In Deutschland gibt es 14 verschiedene Rechtsformen für Unternehmen sowie einige Mischformen. Sie unterscheiden sich unter anderem in Haftungsfragen, im Handelsrecht, bei der Besteuerung, und beim Mindestkapital. Welche Vor- und Nachteile die jeweilige Rechtsform mit sich bringt.

von Holger C. Hinz

Rechtsformen für Unternehmen werden in drei Gruppen unterteilt. Die häufigste Rechtsform für Firmen in Deutschland ist das Einzelunternehmen. Von den rund 3,5 Millionen Unternehmen in Deutschland sind knapp 2,2 Millionen Solopreneure, also unternehmerische Einzelkämpfer. Daneben gibt es mehr als eine Dreiviertelmillion Kapitalgesellschaften und 400.000 Personengesellschaften. Bei den beiden zuletzt genannten spricht man statt von Rechtsformen auch von Gesellschaftsformen. Um diese soll es hier im Wesentlichen gehen.

Welche Rechtsform ist die am besten passende für ein Unternehmen?

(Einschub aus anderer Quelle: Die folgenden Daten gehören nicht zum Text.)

//! Minimal BER/DER decoder.
//!
//! Just enough ASN.1 to walk an X.509 certificate down to its
//! subjectPublicKeyInfo. Every element becomes a [`Node`]; constructed
//! elements are decoded recursively into children, primitive elements keep
//! their content octets.
//!
//! ```text
//! identifier octets      length octets            contents
//! ┌──┬─┬─────┐ [more]   ┌─┬───────┐ [more]
//! │cl│c│ tag │ ...      │L│ len   │ ...           ...
//! └──┴─┴─────┘          └─┴───────┘
//!  cl = class, c = constructed, tag 31 = high-tag-number form
//!  L = 0 short form, L = 1 long form (0x81..0x84), 0x80 = indefinite
//! ```
//!
//! Indefinite lengths are rejected; DER never uses them.

use crate::error::{Error, Result};

/// Maximum nesting depth accepted by the decoder.
const MAX_DEPTH: usize = 32;

/// Universal tag names, indexed by tag number (X.680 Section 8.4).
pub const UNIVERSAL_TAG_NAMES: [&str; 31] = [
    "END-OF-CONTENTS",
    "BOOLEAN",
    "INTEGER",
    "BIT STRING",
    "OCTET STRING",
    "NULL",
    "OBJECT IDENTIFIER",
    "ObjectDescriptor",
    "EXTERNAL",
    "REAL",
    "ENUMERATED",
    "EMBEDDED PDV",
    "UTF8String",
    "RELATIVE-OID",
    "TIME",
    "RESERVED",
    "SEQUENCE",
    "SET",
    "NumericString",
    "PrintableString",
    "T61String",
    "VideotexString",
    "IA5String",
    "UTCTime",
    "GeneralizedTime",
    "GraphicString",
    "VisibleString",
    "GeneralString",
    "UniversalString",
    "CHARACTER STRING",
    "BMPString",
];

/// Universal tag numbers used by the certificate walker.
pub mod tag {
    /// INTEGER
    pub const INTEGER: u32 = 2;
    /// BIT STRING
    pub const BIT_STRING: u32 = 3;
    /// OCTET STRING
    pub const OCTET_STRING: u32 = 4;
    /// NULL
    pub const NULL: u32 = 5;
    /// OBJECT IDENTIFIER
    pub const OBJECT_IDENTIFIER: u32 = 6;
    /// SEQUENCE / SEQUENCE OF
    pub const SEQUENCE: u32 = 16;
    /// SET / SET OF
    pub const SET: u32 = 17;
}

/// Tag class from the top two identifier bits.
#[derive(Debug, Clone, Copy, PartialEq, Eq, Hash)]
pub enum TagClass {
    /// Universal (00)
    Universal,
    /// Application (01)
    Application,
    /// Context-specific (10)
    ContextSpecific,
    /// Private (11)
    Private,
}

impl TagClass {
    const fn from_bits(bits: u8) -> Self {
        match bits & 0b11 {
            0 => TagClass::Universal,
            1 => TagClass::Application,
            2 => TagClass::ContextSpecific,
            _ => TagClass::Private,
        }
    }
}

/// Decoded element contents.
#[derive(Debug, Clone, PartialEq, Eq)]
pub enum Content {
    /// Content octets of a primitive element
    Primitive(Vec<u8>),
    /// Children of a constructed element
    Constructed(Vec<Node>),
}

/// One decoded TLV element.
#[derive(Debug, Clone, PartialEq, Eq)]
pub struct Node {
    /// Tag class
    pub class: TagClass,
    /// Constructed bit
    pub constructed: bool,
    /// Tag number
    pub tag: u32,
    /// Offset of the identifier octet in the outermost input
    pub offset: usize,
    /// Identifier plus length octets
    pub header_length: usize,
    /// Content length
    pub length: usize,
    /// Contents
    pub content: Content,
}

impl Node {
    /// Symbolic tag name: the universal name, or `[n]` for other classes.
    pub fn tag_name(&self) -> String {
        match self.class {
            TagClass::Universal => UNIVERSAL_TAG_NAMES
                .get(self.tag as usize)
                .map(|name| (*name).to_string())
                .unwrap_or_else(|| format!("UNIVERSAL {}", self.tag)),
            TagClass::ContextSpecific => format!("[{}]", self.tag),
            TagClass::Application => format!("[APPLICATION {}]", self.tag),
            TagClass::Private => format!("[PRIVATE {}]", self.tag),
        }
    }

    /// True if this is the universal element `tag`.
    pub fn is_universal(&self, tag: u32) -> bool {
        self.class == TagClass::Universal && self.tag == tag
    }

    /// True if this is context-specific `[tag]`.
    pub fn is_context(&self, tag: u32) -> bool {
        self.class == TagClass::ContextSpecific && self.tag == tag
    }

    /// Children of a constructed element (empty for primitives).
    pub fn children(&self) -> &[Node] {
        match &self.content {
            Content::Constructed(children) => children,
            Content::Primitive(_) => &[],
        }
    }

    /// Child at `index`.
    pub fn child(&self, index: usize) -> Result<&Node> {
        self.children().get(index).ok_or_else(|| {
            Error::Asn1Error(format!(
                "{} at offset {} has no child {}",
                self.tag_name(),
                self.offset,
                index
            ))
        })
    }

    /// Follow a fixed sequence of child indices.
    pub fn find_path(&self, path: &[usize]) -> Result<&Node> {
        path.iter().try_fold(self, |node, &index| node.child(index))
    }

    /// Content octets of a primitive element.
    pub fn bytes(&self) -> Result<&[u8]> {
        match &self.content {
            Content::Primitive(bytes) => Ok(bytes),
            Content::Constructed(_) => Err(Error::Asn1Error(format!(
                "{} at offset {} is constructed",
                self.tag_name(),
                self.offset
            ))),
        }
    }

    /// Check the element is the universal `tag`.
    pub fn expect(&self, tag: u32) -> Result<&Node> {
        if self.is_universal(tag) {
            Ok(self)
        } else {
            Err(Error::Asn1Error(format!(
                "expected {} at offset {}, found {}",
                UNIVERSAL_TAG_NAMES[tag as usize],
                self.offset,
                self.tag_name()
            )))
        }
    }

    /// Magnitude of a non-negative INTEGER, sign octet removed.
    pub fn as_unsigned_integer(&self) -> Result<&[u8]> {
        let bytes = self.expect(tag::INTEGER)?.bytes()?;
        match bytes {
            [] => Err(Error::Asn1Error("empty INTEGER".into())),
            [first, ..] if first & 0x80 != 0 => {
                Err(Error::Asn1Error("negative INTEGER".into()))
            },
            [0, rest @ ..] if !rest.is_empty() => Ok(rest),
            _ => Ok(bytes),
        }
    }

    /// Payload of a BIT STRING with no unused bits.
    pub fn as_bit_string(&self) -> Result<&[u8]> {
        let bytes = self.expect(tag::BIT_STRING)?.bytes()?;
        match bytes {
            [0, rest @ ..] => Ok(rest),
            [] => Err(Error::Asn1Error("empty BIT STRING".into())),
            [unused, ..] => Err(Error::Asn1Error(format!(
                "BIT STRING with {} unused bits",
                unused
            ))),
        }
    }
}

/// Decode the single element at the start of `data`.
///
/// Trailing bytes after the element are ignored.
pub fn parse(data: &[u8]) -> Result<Node> {
    let (node, _) = parse_element(data, 0, 0)?;
    Ok(node)
}

/// Decode every sibling element in `data`.
pub fn parse_all(data: &[u8]) -> Result<Vec<Node>> {
    parse_siblings(data, 0, 0)
}

fn parse_siblings(data: &[u8], base: usize, depth: usize) -> Result<Vec<Node>> {
    let mut nodes = Vec::new();
    let mut pos = 0;
    while pos < data.len() {
        let (node, used) = parse_element(&data[pos..], base + pos, depth)?;
        pos += used;
        nodes.push(node);
    }
    Ok(nodes)
}

/// Returns the node and the total number of bytes it spans.
fn parse_element(data: &[u8], offset: usize, depth: usize) -> Result<(Node, usize)> {
    if depth > MAX_DEPTH {
        return Err(Error::Asn1Error("nesting too deep".into()));
    }

    let truncated = || Error::Asn1Error(format!("truncated element at offset {}", offset));

    let first = *data.first().ok_or_else(truncated)?;
    let class = TagClass::from_bits(first >> 6);
    let constructed = first & 0x20 != 0;
    let mut pos = 1;

    let mut tag = u32::from(first & 0x1F);
    if tag == 0x1F {
        // High-tag-number form: base-128, high bit marks continuation.
        tag = 0;
        loop {
            let b = *data.get(pos).ok_or_else(truncated)?;
            pos += 1;
            if pos > 5 {
                return Err(Error::Asn1Error("tag number too large".into()));
            }
            tag = (tag << 7) | u32::from(b & 0x7F);
            if b & 0x80 == 0 {
                break;
            }
        }
    }

    let len_byte = *data.get(pos).ok_or_else(truncated)?;
    pos += 1;
    let length = match len_byte {
        0x00..=0x7F => usize::from(len_byte),
        0x80 => {
            return Err(Error::Asn1Error(format!(
                "indefinite length at offset {}",
                offset
            )))
        },
        0x81..=0x84 => {
            let count = usize::from(len_byte & 0x7F);
            let octets = data.get(pos..pos + count).ok_or_else(truncated)?;
            pos += count;
            octets
                .iter()
                .fold(0usize, |acc, &b| (acc << 8) | usize::from(b))
        },
        _ => {
            return Err(Error::Asn1Error(format!(
                "length field of {} octets at offset {}",
                len_byte & 0x7F,
                offset
            )))
        },
    };

    let header_length = pos;
    let body = data
        .get(header_length..header_length + length)
        .ok_or_else(truncated)?;

    let content = if constructed {
        Content::Constructed(parse_siblings(body, offset + header_length, depth + 1)?)
    } else {
        Content::Primitive(body.to_vec())
    };

    Ok((
        Node {
            class,
            constructed,
            tag,
            offset,
            header_length,
            length,
            content,
        },
        header_length + length,
    ))
}

#[cfg(test)]
mod tests {
    use super::*;

    #[test]
    fn test_sequence_of_integer() {
        // SEQUENCE { INTEGER 65537 }
        let data = [0x30, 0x05, 0x02, 0x03, 0x01, 0x00, 0x01];
        let node = parse(&data).unwrap();

        assert!(node.is_universal(tag::SEQUENCE));
        assert!(node.constructed);
        assert_eq!(node.tag_name(), "SEQUENCE");
        assert_eq!(node.length, 5);
        assert_eq!(node.children().len(), 1);

        let int = node.child(0).unwrap();
        assert_eq!(int.tag_name(), "INTEGER");
        assert_eq!(int.offset, 2);
        assert_eq!(int.bytes().unwrap(), &[0x01, 0x00, 0x01]);
        assert_eq!(int.as_unsigned_integer().unwrap(), &[0x01, 0x00, 0x01]);
    }

    #[test]
    fn test_long_form_length() {
        let mut data = vec![0x04, 0x81, 0x80];
        data.extend_from_slice(&[0xAB; 0x80]);
        let node = parse(&data).unwrap();
        assert_eq!(node.length, 128);
        assert_eq!(node.header_length, 3);

        let mut data = vec![0x04, 0x82, 0x01, 0x00];
        data.extend_from_slice(&[0xCD; 256]);
        assert_eq!(parse(&data).unwrap().bytes().unwrap().len(), 256);
    }

    #[test]
    fn test_indefinite_length_rejected() {
        let data = [0x30, 0x80, 0x02, 0x01, 0x01, 0x00, 0x00];
        assert!(matches!(parse(&data), Err(Error::Asn1Error(_))));
    }

    #[test]
    fn test_truncated_input_rejected() {
        assert!(parse(&[]).is_err());
        assert!(parse(&[0x30]).is_err());
        assert!(parse(&[0x30, 0x05, 0x02, 0x01]).is_err());
        assert!(parse(&[0x04, 0x82, 0x01]).is_err());
    }

    #[test]
    fn test_context_specific_keeps_number() {
        // [0] { INTEGER 2 }
        let data = [0xA0, 0x03, 0x02, 0x01, 0x02];
        let node = parse(&data).unwrap();
        assert_eq!(node.class, TagClass::ContextSpecific);
        assert!(node.is_context(0));
        assert_eq!(node.tag_name(), "[0]");
    }

    #[test]
    fn test_high_tag_number() {
        // [APPLICATION 200] primitive, 1 byte of content
        let data = [0x5F, 0x81, 0x48, 0x01, 0xFF];
        let node = parse(&data).unwrap();
        assert_eq!(node.class, TagClass::Application);
        assert_eq!(node.tag, 200);
        assert_eq!(node.header_length, 4);
    }

    #[test]
    fn test_unsigned_integer_strips_sign_octet() {
        let data = [0x02, 0x03, 0x00, 0xC1, 0x02];
        assert_eq!(parse(&data).unwrap().as_unsigned_integer().unwrap(), &[0xC1, 0x02]);

        let zero = [0x02, 0x01, 0x00];
        assert_eq!(parse(&zero).unwrap().as_unsigned_integer().unwrap(), &[0x00]);

        let negative = [0x02, 0x01, 0x80];
        assert!(parse(&negative).unwrap().as_unsigned_integer().is_err());
    }

    #[test]
    fn test_parse_all_and_find_path() {
        // SEQUENCE { SEQUENCE { NULL, BOOLEAN } }, OCTET STRING
        let data = [0x30, 0x06, 0x30, 0x04, 0x05, 0x00, 0x01, 0x00, 0x04, 0x01, 0x7F];
        let nodes = parse_all(&data).unwrap();
        assert_eq!(nodes.len(), 2);
        assert_eq!(nodes[1].offset, 8);

        let boolean = nodes[0].find_path(&[0, 1]).unwrap();
        assert_eq!(boolean.tag_name(), "BOOLEAN");
        assert_eq!(boolean.offset, 6);
        assert!(nodes[0].find_path(&[0, 2]).is_err());
    }

    #[test]
    fn test_bit_string() {
        let data = [0x03, 0x03, 0x00, 0xAA, 0xBB];
        assert_eq!(parse(&data).unwrap().as_bit_string().unwrap(), &[0xAA, 0xBB]);

        let unused = [0x03, 0x02, 0x04, 0xF0];
        assert!(parse(&unused).unwrap().as_bit_string().is_err());
    }

    #[test]
    fn test_universal_tag_table() {
        assert_eq!(UNIVERSAL_TAG_NAMES[tag::OBJECT_IDENTIFIER as usize], "OBJECT IDENTIFIER");
        assert_eq!(UNIVERSAL_TAG_NAMES[tag::SET as usize], "SET");
        assert_eq!(UNIVERSAL_TAG_NAMES[23], "UTCTime");
    }
}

Die Antwort hängt von den Voraussetzungen und den Präferenzen der Unternehmensgründer ab. Die Wahl der Gesellschaftsform hat dabei weitreichende Konsequenzen: Sie bestimmt über das zu hinterlegende Mindeststammkapital des Unternehmens, wirkt sich auf Berichts- und Publizitätsvorschriften, Bilanzierungsregeln und die Unternehmenssteuer aus und ist entscheidend für die Frage, ob und inwieweit die Gesellschafter mit ihrem privaten Vermögen haften. Vereinfacht gesagt, haften bei Personengesellschaften die Gesellschafter persönlich mit ihrem Privatvermögen, bei Kapitalgesellschaften haftet das Unternehmen nur mit seinem Stammkapital bzw. mit der Kapitaleinlage der Gesellschafter.

Die Rechtsform ist nicht in Stein gemeißelt

Viele Unternehmen ändern im Laufe der Zeit ihre Rechtsform, zum Beispiel, weil das Unternehmen deutlich gewachsen ist oder sich der Kreis der Gesellschafter geändert hat. Oftmals ändern große Mittelständler ihre Rechtsform auch, um die Unternehmensnachfolge besser organisieren zu können, oder um Investoren eine Beteiligung am Unternehmen zu ermöglichen.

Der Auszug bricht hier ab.